(Dataset excerpts)

◇ ◇ ◇

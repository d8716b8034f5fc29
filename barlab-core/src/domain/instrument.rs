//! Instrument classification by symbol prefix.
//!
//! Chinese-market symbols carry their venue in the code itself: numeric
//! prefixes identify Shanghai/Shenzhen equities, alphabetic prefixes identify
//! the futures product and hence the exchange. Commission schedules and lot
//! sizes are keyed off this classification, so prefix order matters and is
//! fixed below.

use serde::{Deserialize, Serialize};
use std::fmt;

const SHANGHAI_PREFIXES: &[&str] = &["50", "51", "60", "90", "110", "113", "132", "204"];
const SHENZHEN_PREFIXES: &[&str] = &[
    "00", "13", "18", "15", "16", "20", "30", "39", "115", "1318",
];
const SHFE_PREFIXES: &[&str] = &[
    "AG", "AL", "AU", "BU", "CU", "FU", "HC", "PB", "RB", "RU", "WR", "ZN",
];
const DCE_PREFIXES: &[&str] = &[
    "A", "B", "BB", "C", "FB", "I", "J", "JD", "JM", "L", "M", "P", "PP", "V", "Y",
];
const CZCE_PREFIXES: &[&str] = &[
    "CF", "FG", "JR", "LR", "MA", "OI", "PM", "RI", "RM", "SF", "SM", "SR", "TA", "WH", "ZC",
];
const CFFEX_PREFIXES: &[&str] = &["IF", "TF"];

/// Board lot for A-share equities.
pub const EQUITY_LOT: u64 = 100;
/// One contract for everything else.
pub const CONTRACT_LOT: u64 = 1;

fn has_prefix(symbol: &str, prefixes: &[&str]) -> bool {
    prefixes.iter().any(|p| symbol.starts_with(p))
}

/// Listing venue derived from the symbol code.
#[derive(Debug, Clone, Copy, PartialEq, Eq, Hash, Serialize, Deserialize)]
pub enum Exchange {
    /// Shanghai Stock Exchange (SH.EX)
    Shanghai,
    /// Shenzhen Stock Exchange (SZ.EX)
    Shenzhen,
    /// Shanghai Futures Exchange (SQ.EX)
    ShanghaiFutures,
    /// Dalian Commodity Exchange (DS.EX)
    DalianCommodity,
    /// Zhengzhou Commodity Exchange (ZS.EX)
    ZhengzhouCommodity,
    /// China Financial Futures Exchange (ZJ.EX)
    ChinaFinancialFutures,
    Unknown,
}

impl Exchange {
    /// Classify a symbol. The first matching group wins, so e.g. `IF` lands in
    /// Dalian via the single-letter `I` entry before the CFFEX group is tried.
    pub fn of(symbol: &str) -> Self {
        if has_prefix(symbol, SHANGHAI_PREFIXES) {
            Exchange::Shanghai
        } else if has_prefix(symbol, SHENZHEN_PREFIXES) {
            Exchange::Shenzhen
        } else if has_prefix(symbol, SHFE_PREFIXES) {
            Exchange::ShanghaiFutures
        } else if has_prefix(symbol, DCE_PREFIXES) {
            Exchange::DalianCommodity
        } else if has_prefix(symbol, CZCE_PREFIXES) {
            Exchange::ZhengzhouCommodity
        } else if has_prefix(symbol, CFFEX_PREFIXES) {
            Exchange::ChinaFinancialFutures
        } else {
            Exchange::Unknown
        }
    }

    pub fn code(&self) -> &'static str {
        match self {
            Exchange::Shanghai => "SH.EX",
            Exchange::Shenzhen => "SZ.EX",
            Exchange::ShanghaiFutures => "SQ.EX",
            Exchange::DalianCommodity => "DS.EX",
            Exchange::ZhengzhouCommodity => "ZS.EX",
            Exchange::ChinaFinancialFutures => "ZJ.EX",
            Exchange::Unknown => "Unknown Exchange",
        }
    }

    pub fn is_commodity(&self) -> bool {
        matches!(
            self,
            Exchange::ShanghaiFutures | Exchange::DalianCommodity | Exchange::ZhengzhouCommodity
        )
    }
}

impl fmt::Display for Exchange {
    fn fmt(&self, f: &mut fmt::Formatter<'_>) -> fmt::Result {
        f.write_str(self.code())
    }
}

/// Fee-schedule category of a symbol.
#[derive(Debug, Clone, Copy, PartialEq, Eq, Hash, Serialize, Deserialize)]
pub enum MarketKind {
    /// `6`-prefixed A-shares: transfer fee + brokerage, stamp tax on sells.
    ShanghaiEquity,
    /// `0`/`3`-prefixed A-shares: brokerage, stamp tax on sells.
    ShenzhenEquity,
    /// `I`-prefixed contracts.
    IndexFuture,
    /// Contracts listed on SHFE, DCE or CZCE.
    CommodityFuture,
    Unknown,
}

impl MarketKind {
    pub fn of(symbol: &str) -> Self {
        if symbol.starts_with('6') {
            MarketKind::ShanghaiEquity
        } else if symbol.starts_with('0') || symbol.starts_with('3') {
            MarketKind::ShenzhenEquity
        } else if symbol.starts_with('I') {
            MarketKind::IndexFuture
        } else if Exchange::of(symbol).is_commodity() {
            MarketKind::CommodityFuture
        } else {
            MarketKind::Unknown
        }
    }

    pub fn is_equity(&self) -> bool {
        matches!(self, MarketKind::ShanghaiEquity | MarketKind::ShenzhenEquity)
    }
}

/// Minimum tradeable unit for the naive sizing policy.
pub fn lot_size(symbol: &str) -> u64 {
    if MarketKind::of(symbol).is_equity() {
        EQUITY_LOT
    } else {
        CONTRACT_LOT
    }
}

◇ ◇ ◇

■ TASK STATEMENT ■
So that nothing is lost, please repeat all of the entries exactly.

■ RESPONSE BOX ■
repository d8716b8034f5fc29
filename barlab-core/src/domain/instrument.rs
//! Instrument classification by symbol prefix.
//!
//! Chinese-market symbols carry their venue in the code itself: numeric
//! prefixes identify Shanghai/Shenzhen equities, alphabetic prefixes identify
//! the futures product and hence the exchange. Commission schedules and lot
//! sizes are keyed off this classification, so prefix order matters and is
//! fixed below.

use serde::{Deserialize, Serialize};
use std::fmt;

const SHANGHAI_PREFIXES: &[&str] = &["50", "51", "60", "90", "110", "113", "132", "204"];
const SHENZHEN_PREFIXES: &[&str] = &[
    "00", "13", "18", "15", "16", "20", "30", "39", "115", "1318",
];
const SHFE_PREFIXES: &[&str] = &[
    "AG", "AL", "AU", "BU", "CU", "FU", "HC", "PB", "RB", "RU", "WR", "ZN",
];
const DCE_PREFIXES: &[&str] = &[
    "A", "B", "BB", "C", "FB", "I", "J", "JD", "JM", "L", "M", "P", "PP", "V", "Y",
];
const CZCE_PREFIXES: &[&str] = &[
    "CF", "FG", "JR", "LR", "MA", "OI", "PM", "RI", "RM", "SF", "SM", "SR", "TA", "WH", "ZC",
];
const CFFEX_PREFIXES: &[&str] = &["IF", "TF"];

/// Board lot for A-share equities.
pub const EQUITY_LOT: u64 = 100;
/// One contract for everything else.
pub const CONTRACT_LOT: u64 = 1;

fn has_prefix(symbol: &str, prefixes: &[&str]) -> bool {
    prefixes.iter().any(|p| symbol.starts_with(p))
}

/// Listing venue derived from the symbol code.
#[derive(Debug, Clone, Copy, PartialEq, Eq, Hash, Serialize, Deserialize)]
pub enum Exchange {
    /// Shanghai Stock Exchange (SH.EX)
    Shanghai,
    /// Shenzhen Stock Exchange (SZ.EX)
    Shenzhen,
    /// Shanghai Futures Exchange (SQ.EX)
    ShanghaiFutures,
    /// Dalian Commodity Exchange (DS.EX)
    DalianCommodity,
    /// Zhengzhou Commodity Exchange (ZS.EX)
    ZhengzhouCommodity,
    /// China Financial Futures Exchange (ZJ.EX)
    ChinaFinancialFutures,
    Unknown,
}

impl Exchange {
    /// Classify a symbol. The first matching group wins, so e.g. `IF` lands in
    /// Dalian via the single-letter `I` entry before the CFFEX group is tried.
    pub fn of(symbol: &str) -> Self {
        if has_prefix(symbol, SHANGHAI_PREFIXES) {
            Exchange::Shanghai
        } else if has_prefix(symbol, SHENZHEN_PREFIXES) {
            Exchange::Shenzhen
        } else if has_prefix(symbol, SHFE_PREFIXES) {
            Exchange::ShanghaiFutures
        } else if has_prefix(symbol, DCE_PREFIXES) {
            Exchange::DalianCommodity
        } else if has_prefix(symbol, CZCE_PREFIXES) {
            Exchange::ZhengzhouCommodity
        } else if has_prefix(symbol, CFFEX_PREFIXES) {
            Exchange::ChinaFinancialFutures
        } else {
            Exchange::Unknown
        }
    }

    pub fn code(&self) -> &'static str {
        match self {
            Exchange::Shanghai => "SH.EX",
            Exchange::Shenzhen => "SZ.EX",
            Exchange::ShanghaiFutures => "SQ.EX",
            Exchange::DalianCommodity => "DS.EX",
            Exchange::ZhengzhouCommodity => "ZS.EX",
            Exchange::ChinaFinancialFutures => "ZJ.EX",
            Exchange::Unknown => "Unknown Exchange",
        }
    }

    pub fn is_commodity(&self) -> bool {
        matches!(
            self,
            Exchange::ShanghaiFutures | Exchange::DalianCommodity | Exchange::ZhengzhouCommodity
        )
    }
}

impl fmt::Display for Exchange {
    fn fmt(&self, f: &mut fmt::Formatter<'_>) -> fmt::Result {
        f.write_str(self.code())
    }
}

/// Fee-schedule category of a symbol.
#[derive(Debug, Clone, Copy, PartialEq, Eq, Hash, Serialize, Deserialize)]
pub enum MarketKind {
    /// `6`-prefixed A-shares: transfer fee + brokerage, stamp tax on sells.
    ShanghaiEquity,
    /// `0`/`3`-prefixed A-shares: brokerage, stamp tax on sells.
    ShenzhenEquity,
    /// `I`-prefixed contracts.
    IndexFuture,
    /// Contracts listed on SHFE, DCE or CZCE.
    CommodityFuture,
    Unknown,
}

impl MarketKind {
    pub fn of(symbol: &str) -> Self {
        if symbol.starts_with('6') {
            MarketKind::ShanghaiEquity
        } else if symbol.starts_with('0') || symbol.starts_with('3') {
            MarketKind::ShenzhenEquity
        } else if symbol.starts_with('I') {
            MarketKind::IndexFuture
        } else if Exchange::of(symbol).is_commodity() {
            MarketKind::CommodityFuture
        } else {
            MarketKind::Unknown
        }
    }

    pub fn is_equity(&self) -> bool {
        matches!(self, MarketKind::ShanghaiEquity | MarketKind::ShenzhenEquity)
    }
}

/// Minimum tradeable unit for the naive sizing policy.
pub fn lot_size(symbol: &str) -> u64 {
    if MarketKind::of(symbol).is_equity() {
        EQUITY_LOT
    } else {
        CONTRACT_LOT
    }
}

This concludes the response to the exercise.